Musk loyalist who slept on floor at Twitter speaks out against backlash after getting fired

Esther Crawford tweets about ‘worst take’ commentators can have ‘watching me go all-in on Twitter 2.0’

Alisha Rahaman Sarkar
Monday 27 February 2023 18:15 GMT

Related: Elon Musk seen sitting with Rupert Murdoch at the Super Bowl

An Elon Musk loyalist pictured sleeping inside Twitter’s office floor to show she was “doing hard things” amid widespread layoffs last year, has been fired from the company.

Esther Crawford, the head of Twitter payments, was among roughly 10 per cent of the staff fired from Twitter in yet another round of job cuts since the billionaire’s takeover of the social media platform.

Twitter Inc has laid off around 200 employees, including product managers, data scientists and engineers who worked on machine learning and site reliability, reported The New York Times, citing people familiar with the matter.

Ms Crawford was pictured sleeping on the office floor in November last year after Mr Musk’s chaotic acquisition of the company.

She had quote tweeted a photo of herself sleeping in the office and said this was because her team was “pushing round the clock to make deadlines”. The former Twitter employee had also added the hashtag “SleepWhereYouWork”.

The post had received accusations that Twitter was imposing a toxic work culture, but Ms Crawford had defended the backlash from the tweet in the same thread.

“Since some people are losing their minds I’ll explain: doing hard things requires sacrifice (time, energy, etc),” she said.

“I have teammates around the world who are putting in the effort to bring something new to life so it’s important to me to show up for them and keep the team unblocked.”

Following the Tesla boss’s takeover, Ms Crawford reportedly “began angling for a bigger role”, but was eventually laid off.

She was one of the executives in charge of Twitter Blue – the site’s subscription service.

In a tweet posted on Sunday, Ms Crawford again defended herself and said she was “deeply proud” of her team.

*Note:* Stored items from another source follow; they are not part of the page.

use sqlx::SqliteConnection;

use crate::db_types::{Message, NewMessage};

/// Appends a message to a chat. The chat timestamp is not touched here; callers do that in the same
/// transaction via [`super::chats::touch_chat`].
pub async fn insert_message(message: NewMessage, conn: &mut SqliteConnection) -> Result<Message, sqlx::Error> {
    let message = sqlx::query_as(
        r#"
            INSERT INTO messages (chat_id, from_user_id, to_user_id, text)
            VALUES ($1, $2, $3, $4)
            RETURNING *;
        "#,
    )
    .bind(message.chat_id)
    .bind(message.from_user_id)
    .bind(message.to_user_id)
    .bind(message.text)
    .fetch_one(conn)
    .await?;
    Ok(message)
}

/// Returns the full message history of a chat, oldest first. The id tiebreak keeps insertion order stable when
/// two messages share a timestamp.
pub async fn fetch_messages(chat_id: i64, conn: &mut SqliteConnection) -> Result<Vec<Message>, sqlx::Error> {
    let messages = sqlx::query_as("SELECT * FROM messages WHERE chat_id = $1 ORDER BY created_at, id")
        .bind(chat_id)
        .fetch_all(conn)
        .await?;
    Ok(messages)
}

/// Returns the most recent message of a chat, used as the preview in chat lists.
pub async fn last_message(chat_id: i64, conn: &mut SqliteConnection) -> Result<Option<Message>, sqlx::Error> {
    let message = sqlx::query_as("SELECT * FROM messages WHERE chat_id = $1 ORDER BY created_at DESC, id DESC LIMIT 1")
        .bind(chat_id)
        .fetch_optional(conn)
        .await?;
    Ok(message)
}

“The worst take you could have from watching me go all-in on Twitter 2.0 is that my optimism or hard work was a mistake. Those who jeer and mock are necessarily on the sidelines and not in the arena,” she said.

Some of the employees learned about their layoffs via emails while others said they figured they were fired when they could no longer log in to the internal system.

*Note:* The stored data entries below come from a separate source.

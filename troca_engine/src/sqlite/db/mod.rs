//! # SQLite Database methods
//!
//! This module contains "low-level" SQLite database interactions.
//!
//! All these interactions are maintained by simple functions (rather than stateful structs) that accept a
//! `&mut SqliteConnection` argument. Callers can obtain a connection from a pool,
//! or create an atomic transaction as the need arises and call through to the functions without any other changes.
use std::env;

use log::info;
use sqlx::{sqlite::SqlitePoolOptions, Error as SqlxError, SqlitePool};

pub mod categories;
pub mod chats;
pub mod messages;
pub mod offers;
pub mod orders;
pub mod products;
pub mod users;

const SQLITE_DB_URL: &str = "sqlite://data/troca.db";

pub fn db_url() -> String {
    let result = env::var("TROCA_DATABASE_URL").unwrap_or_else(|_| {
        info!("TROCA_DATABASE_URL is not set. Using the default.");
        SQLITE_DB_URL.to_string()
    });
    info!("Using database URL: {result}");
    result
}

pub async fn new_pool(url: &str, max_connections: u32) -> Result<SqlitePool, SqlxError> {
    let pool = SqlitePoolOptions::new().max_connections(max_connections).connect(url).await?;
    Ok(pool)
}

Startup founders who joined the company via acquisitions in the past few years said they have also been cut out.

“Waking up to find I’ve been locked out of my email. Looks like I’m let go,” wrote Martijn de Kuijper, the founder of the newsletter startup Revue.

The latest cuts followed brutal mass layoffs in early November last year, when about 3,700 Twitter employees were sacked in a cost-cutting measure by Mr Musk after he acquired the company for $44bn.

The Twitter chief said the service was experiencing a “massive drop in revenue” as advertisers pulled spending amid concerns about content moderation.

Mr Musk had also assured workers in late November that he had no plans for further layoffs.

Last month, the billionaire said the company had a headcount of about 2,300 active employees.